The mind, extra fidem, is a mind that is ultimately enslaved to the flesh, and concupiscence. It is a reason that is faulty and which is inclined to accept the reason of the world and to reject the claims of Christ. Apologetics, therefore, is the attempt to combat this tendency of the mind, it is to show that the claims of Christianity are not illogical, unreasonable, or insupportable. While we cannot "prove" the claims of our faith, we can show that they are at least supportable. The arguments that Christianity are illogical, unreasonable, and insupportable, are things that block the work of the Holy Spirit, they are road blocks and defenses that support unbelief.

Much like sin, therefore, these are things that need to be torn down for the work of the Holy Spirit to proceed with the ministry of the gospel. Apologetics is a function of the law which calls into question minds that are enslaved to the flesh.

Properly speaking, as with any work of the law, apologetics does not produce something, rather it prepares for something. That something is the proper work of the Holy Spirit which comes with the message of the forgiveness of sins.

Therefore we need to be mindful of the fact that, just as one would preach the law against sin, apologetics is a function that will, by itself, produce nothing. We could preach against sin all we want, but if we don't preach the forgiveness of sins, nothing would come about. In the same way, we can "preach" apologetics all we want, but if we don't preach the forgiveness of sins, nothing will come about.

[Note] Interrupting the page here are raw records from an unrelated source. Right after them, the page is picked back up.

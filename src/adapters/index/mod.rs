//! Search index integration
//!
//! The update workflow refreshes the index after every commit. Failures are
//! reported to the caller, which logs them; they never undo a save.

pub mod solr;

pub use solr::SolrIndex;

use crate::config::IndexConfig;
use crate::domain::{Dataset, Result};
use async_trait::async_trait;
use std::sync::Arc;

/// A search index holding dataset and file documents
#[async_trait]
pub trait IndexService: Send + Sync {
    /// Indexes the dataset and its latest version's files
    ///
    /// A minor update only rewrites documents; otherwise stale file
    /// documents of the dataset are removed first.
    async fn index_dataset(&self, dataset: &Dataset, minor_update: bool) -> Result<()>;
}

/// Index used when indexing is disabled
#[derive(Debug, Default, Clone, Copy)]
pub struct DisabledIndex;

#[async_trait]
impl IndexService for DisabledIndex {
    async fn index_dataset(&self, dataset: &Dataset, _minor_update: bool) -> Result<()> {
        tracing::trace!(dataset_id = %dataset.id, "Indexing disabled, skipping");
        Ok(())
    }
}

/// Creates the configured index client
///
/// # Errors
///
/// Returns an error if the HTTP client cannot be constructed.
pub fn create_index(config: &IndexConfig) -> Result<Arc<dyn IndexService>> {
    if !config.enabled {
        return Ok(Arc::new(DisabledIndex));
    }
    Ok(Arc::new(SolrIndex::new(config.clone())?))
}
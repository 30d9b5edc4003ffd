//! Solr index client
//!
//! Documents go to `{solr_url}/update?commit=true` as JSON.

use super::IndexService;
use crate::config::IndexConfig;
use crate::domain::{Dataset, RepositoryError, Result};
use async_trait::async_trait;
use reqwest::{Client, ClientBuilder};
use serde_json::{json, Value};
use std::time::Duration;

pub struct SolrIndex {
    update_url: String,
    client: Client,
}

impl SolrIndex {
    /// # Errors
    ///
    /// Returns an error if the HTTP client cannot be constructed.
    pub fn new(config: IndexConfig) -> Result<Self> {
        let client = ClientBuilder::new()
            .timeout(Duration::from_secs(config.timeout_seconds))
            .build()
            .map_err(|e| RepositoryError::Index(format!("Failed to build HTTP client: {e}")))?;
        Ok(Self {
            update_url: format!("{}/update?commit=true", config.solr_url.trim_end_matches('/')),
            client,
        })
    }

    /// Dataset document followed by one document per file of the latest version
    pub fn documents(dataset: &Dataset) -> Vec<Value> {
        let Some(version) = dataset.latest_version() else {
            return Vec::new();
        };
        let state = format!("{:?}", version.state).to_uppercase();
        let parent = format!("dataset_{}", dataset.id);

        let mut docs = vec![json!({
            "id": parent,
            "entityId": dataset.id.to_string(),
            "dvObjectType": "datasets",
            "identifier": dataset.global_id.as_ref().map(ToString::to_string),
            "title": version.title(),
            "versionState": state,
            "versionNumber": version.friendly_number(),
            "parentId": dataset.owner,
            "harvested": dataset.harvested,
        })];

        for fm in &version.file_metadatas {
            let file = dataset.file(&fm.data_file_id);
            docs.push(json!({
                "id": format!("datafile_{}_{}", fm.data_file_id, state.to_lowercase()),
                "entityId": fm.data_file_id.to_string(),
                "dvObjectType": "files",
                "name": fm.label,
                "description": fm.description,
                "fileContentType": file.map(|f| f.content_type.clone()),
                "fileSizeInBytes": file.map(|f| f.size),
                "fileChecksumValue": file.map(|f| f.checksum_value.clone()),
                "unf": file.and_then(|f| f.unf.clone()),
                "fileTag": dataset.categories_of(&fm.id),
                "restricted": fm.restricted,
                "parentId": parent,
            }));
        }
        docs
    }

    async fn post(&self, body: &Value) -> Result<()> {
        let response = self
            .client
            .post(&self.update_url)
            .json(body)
            .send()
            .await
            .map_err(|e| RepositoryError::Index(format!("POST {}: {e}", self.update_url)))?;
        let status = response.status();
        if !status.is_success() {
            let text = response.text().await.unwrap_or_default();
            return Err(RepositoryError::Index(format!("Solr returned HTTP {status}: {text}")));
        }
        Ok(())
    }
}

#[async_trait]
impl IndexService for SolrIndex {
    async fn index_dataset(&self, dataset: &Dataset, minor_update: bool) -> Result<()> {
        if !minor_update {
            let query = format!("parentId:\"dataset_{}\"", dataset.id);
            self.post(&json!({ "delete": { "query": query } })).await?;
        }
        let docs = Self::documents(dataset);
        self.post(&Value::Array(docs)).await?;
        tracing::debug!(dataset_id = %dataset.id, minor_update, "Dataset indexed");
        Ok(())
    }
}

#[cfg(test)]
mod tests {
    use super::*;
    use crate::domain::{DataFile, DatasetField};

    #[test]
    fn test_documents_cover_dataset_and_files() {
        let mut ds = Dataset::builder()
            .owner("ocean")
            .field(DatasetField::single("title", "Tide Gauges"))
            .build()
            .unwrap();
        let fm = ds.add_file(DataFile::new("text/csv", 10, "abc"), "gauges.csv");
        ds.add_to_category(fm, "Data");

        let docs = SolrIndex::documents(&ds);
        assert_eq!(docs.len(), 2);
        assert_eq!(docs[0]["title"], "Tide Gauges");
        assert_eq!(docs[0]["versionState"], "DRAFT");
        assert_eq!(docs[1]["name"], "gauges.csv");
        assert_eq!(docs[1]["fileTag"][0], "Data");
        assert_eq!(docs[1]["parentId"], docs[0]["id"]);
    }
}
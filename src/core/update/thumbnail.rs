//! Dataset thumbnail selection

use crate::adapters::database::traits::{DatasetStore, UnitOfWork};
use crate::domain::{DataFileId, Dataset, DatasetId, PersistenceError, RepositoryError, Result};

async fn load(store: &(dyn DatasetStore + Send + Sync), id: &DatasetId) -> Result<Dataset> {
    store
        .find_dataset(id)
        .await?
        .ok_or_else(|| PersistenceError::NotFound(format!("dataset {id}")).into())
}

/// Uses one of the dataset's own files as its thumbnail
///
/// # Errors
///
/// Unknown dataset, a file that belongs elsewhere, or a commit failure.
pub async fn set_dataset_file_as_thumbnail(
    store: &(dyn DatasetStore + Send + Sync),
    dataset_id: &DatasetId,
    file_id: DataFileId,
) -> Result<Dataset> {
    let mut dataset = load(store, dataset_id).await?;
    if !dataset.set_thumbnail(file_id) {
        return Err(RepositoryError::validation(format!(
            "data file {file_id} does not belong to dataset {dataset_id}"
        )));
    }
    tracing::debug!(dataset_id = %dataset_id, data_file_id = %file_id, "Thumbnail set");
    store.commit(UnitOfWork::merge(dataset)).await
}

/// Clears the dataset thumbnail
///
/// # Errors
///
/// Unknown dataset or a commit failure.
pub async fn remove_dataset_thumbnail(
    store: &(dyn DatasetStore + Send + Sync),
    dataset_id: &DatasetId,
) -> Result<Dataset> {
    let mut dataset = load(store, dataset_id).await?;
    if dataset.remove_thumbnail().is_none() {
        return Ok(dataset);
    }
    store.commit(UnitOfWork::merge(dataset)).await
}

#[cfg(test)]
mod tests {
    use super::*;
    use crate::adapters::database::MemoryStore;
    use crate::domain::DataFile;

    #[tokio::test]
    async fn test_set_and_remove_thumbnail() {
        let store = MemoryStore::new();
        let mut ds = Dataset::builder().owner("root").build().unwrap();
        let file = DataFile::new("image/png", 10, "abc");
        let file_id = file.id;
        ds.add_file(file, "cover.png");
        let id = ds.id;
        store.seed_dataset(ds).await;

        let saved = set_dataset_file_as_thumbnail(&store, &id, file_id).await.unwrap();
        assert_eq!(saved.thumbnail_file, Some(file_id));

        let cleared = remove_dataset_thumbnail(&store, &id).await.unwrap();
        assert_eq!(cleared.thumbnail_file, None);
        assert_eq!(store.commit_count(), 2);
    }

    #[tokio::test]
    async fn test_foreign_file_rejected() {
        let store = MemoryStore::new();
        let ds = Dataset::builder().owner("root").build().unwrap();
        let id = ds.id;
        store.seed_dataset(ds).await;

        let err = set_dataset_file_as_thumbnail(&store, &id, DataFileId::new()).await.unwrap_err();
        assert!(matches!(err, RepositoryError::Validation { .. }));
        assert_eq!(store.commit_count(), 0);
    }
}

In this society, and in this day and age, man has made a concerted effort to take away from God any claim he might hold on the mind of man. Where apologetics might not be needed, or be as useful in Africa, in our society, on the other hand, we must do battle against the arguments of man. The sinful mind is just as much a roadblock to the Spirit as sin itself is. But this battle is not yet the work of the gospel. We need to be making this distinction clear in the increasingly Arminian church that crops up around us, even in our own synod.